Jane Hillston is known for her work on stochastic process algebras. In particular, she has developed the PEPA process algebra, and helped develop Bio-PEPA, which is based on the earlier PEPA algebra and is specifically aimed at analyzing biochemical networks.

Since January 1st 2023 Hillston has been Editor-in-Chief of Proceedings of the Royal Society A (the first female Editor-in-Chief in the journal's history). She also serves on the editorial board of Logical Methods in Computer Science, Theoretical Computer Science, as one of the editors in the area of Theory of Natural Computing, and as an Associate Editor of ACM Transactions on Modeling and Computer Simulation (TOMACS).

== Honours and awards ==
In 2004, she received the first Roger Needham Award at the Royal Society in London awarded yearly for a distinguished research contributor in computer research by a UK-based researcher within ten years of their PhD. In March 2007 she was elected to the fellowship of the Royal Society of Edinburgh. In 2018, Hillston was elected the membership of the Academia Europaea. In 2018 she was a recipient of the Suffrage Science Award for Computer Science. In 2021 she was awarded the RSE Lord Kelvin Medal.
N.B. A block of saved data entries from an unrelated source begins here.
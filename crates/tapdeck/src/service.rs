//! Daemon assembly: state, watcher, control socket, poll loop, signals.

use std::path::PathBuf;
use std::sync::Arc;

use tokio::signal::unix::{signal, SignalKind};
use tracing::{info, warn};

use tapdeck_core::constants::DB_RELOAD_QUIET_PERIOD;
use tapdeck_core::{Config, Result};
use tapdeck_db::{load_mappings, watch_mappings, MappingsEvent, MappingsSnapshot};
use tapdeck_launcher::{GameLibrary, PipeHost};
use tapdeck_reader::open_with_retries;

use crate::poll::{PollRunner, ReaderFactory};
use crate::socket;
use crate::sound::{AplaySound, NullSound, Sound};
use crate::state::ServiceState;
use crate::supervisor::PidfileSupervisor;

/// Run the service until SIGTERM/SIGINT.
///
/// Four long-running pieces: the blocking poll loop, the mappings watcher,
/// the control socket acceptor, and this function itself waiting on
/// signals. Everything stops through the shared cancellation token; the
/// worst-case shutdown latency is one full polling window.
pub async fn run(config: Config) -> Result<()> {
    std::fs::create_dir_all(&config.paths.runtime_dir)?;

    let supervisor = PidfileSupervisor::new(config.pid_path());
    supervisor.write_pidfile()?;

    let state = ServiceState::new(config.sentinel_path());

    match load_mappings(&config.paths.mappings) {
        Ok(snapshot) => {
            info!(mappings = snapshot.len(), "mappings loaded");
            state.set_db(snapshot);
        }
        Err(e) => {
            warn!(error = %e, "error loading mappings, starting empty");
            state.set_db(MappingsSnapshot::empty());
        }
    }

    let sound = build_sound(&config);
    spawn_mappings_watcher(config.paths.mappings.clone(), Arc::clone(&state));

    let socket_path = config.socket_path();
    let listener = socket::bind(&socket_path)?;
    let socket_task = tokio::spawn(socket::serve(
        listener,
        socket_path,
        Arc::clone(&state),
    ));

    let reader_config = config.reader.clone();
    let factory: ReaderFactory =
        Box::new(move || open_with_retries(&reader_config.connection, reader_config.probe));
    let runner = PollRunner::new(
        Arc::clone(&state),
        factory,
        Box::new(PipeHost::new(config.launcher.command_pipe.clone())),
        GameLibrary::new(config.launcher.library_roots.clone()),
        sound,
        config.last_scan_path(),
    );
    let poll_task = tokio::task::spawn_blocking(move || runner.run());

    wait_for_shutdown(&state).await;

    let _ = poll_task.await;
    let _ = socket_task.await;
    supervisor.remove_pidfile();
    info!("service stopped");
    Ok(())
}

fn build_sound(config: &Config) -> Arc<dyn Sound> {
    if config.sound.disabled {
        return Arc::new(NullSound);
    }
    match AplaySound::install(config.success_sound_path(), config.fail_sound_path()) {
        Ok(player) => Arc::new(player),
        Err(e) => {
            warn!(error = %e, "error writing sound files, sounds off");
            Arc::new(NullSound)
        }
    }
}

/// Reload the mappings when the watcher reports a settled change.
fn spawn_mappings_watcher(mappings: PathBuf, state: Arc<ServiceState>) {
    let rx = match watch_mappings(mappings.clone()) {
        Ok(rx) => rx,
        Err(e) => {
            // A missing file is created by the user later; the daemon still
            // runs, it just will not hot-reload until restarted.
            warn!(error = %e, "mappings watcher unavailable");
            return;
        }
    };

    tokio::spawn(async move {
        let token = state.stop_token();
        let mut rx = rx;
        loop {
            tokio::select! {
                _ = token.cancelled() => break,
                event = rx.recv() => {
                    match event {
                        Some(MappingsEvent::Changed) => {
                            if state.db_load_time().elapsed() < DB_RELOAD_QUIET_PERIOD {
                                continue;
                            }
                            info!("mappings changed, reloading");
                            match load_mappings(&mappings) {
                                Ok(snapshot) => state.set_db(snapshot),
                                Err(e) => {
                                    warn!(error = %e, "error reloading mappings, publishing empty");
                                    state.set_db(MappingsSnapshot::empty());
                                }
                            }
                        }
                        None => break,
                    }
                }
            }
        }
    });
}

async fn wait_for_shutdown(state: &Arc<ServiceState>) {
    let mut sigterm = match signal(SignalKind::terminate()) {
        Ok(s) => s,
        Err(e) => {
            warn!(error = %e, "cannot install SIGTERM handler");
            state.stop_token().cancelled().await;
            return;
        }
    };
    let mut sigint = match signal(SignalKind::interrupt()) {
        Ok(s) => s,
        Err(e) => {
            warn!(error = %e, "cannot install SIGINT handler");
            state.stop_token().cancelled().await;
            return;
        }
    };

    let stop_token = state.stop_token();
    tokio::select! {
        _ = sigterm.recv() => info!("received SIGTERM"),
        _ = sigint.recv() => info!("received SIGINT"),
        _ = stop_token.cancelled() => {}
    }
    state.request_stop();
}
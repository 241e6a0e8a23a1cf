//! Launch dispatch for the tapdeck daemon.
//!
//! Resolved command strings (from the mappings database or straight off a
//! tag) are parsed by [`LaunchCommand`] and executed by [`dispatch`]
//! against a [`GameHost`], the boundary to the actual launching machinery.
//! [`GameLibrary`] backs the `random:` commands with an on-demand
//! filesystem index and infers the owning system for bare-path launches.
//!
//! Launching is best-effort throughout: errors flow back to the poll loop,
//! which logs them and keeps polling.

pub mod command;
pub mod dispatch;
pub mod host;
pub mod library;

pub use command::LaunchCommand;
pub use dispatch::dispatch;
pub use host::{GameHost, HostEvent, PipeHost, RecordingHost};
pub use library::GameLibrary;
She led the University of Edinburgh School of Informatics in applying for an Athena SWAN Award, which they subsequently achieved silver in. The award shows that the department provides a "supportive environment" for female students.

Hillston was elected a Fellow of the Royal Society in May 2022. in 2023 she won the BCS Lovelace Medal for research in recognition of her work developing new approaches to modelling both artificial and natural systems by combining elements of formal languages with mathematical modelling.

She was appointed Member of the Order of the British Empire (MBE) in the 2023 Birthday Honours for services to computer science and women in science.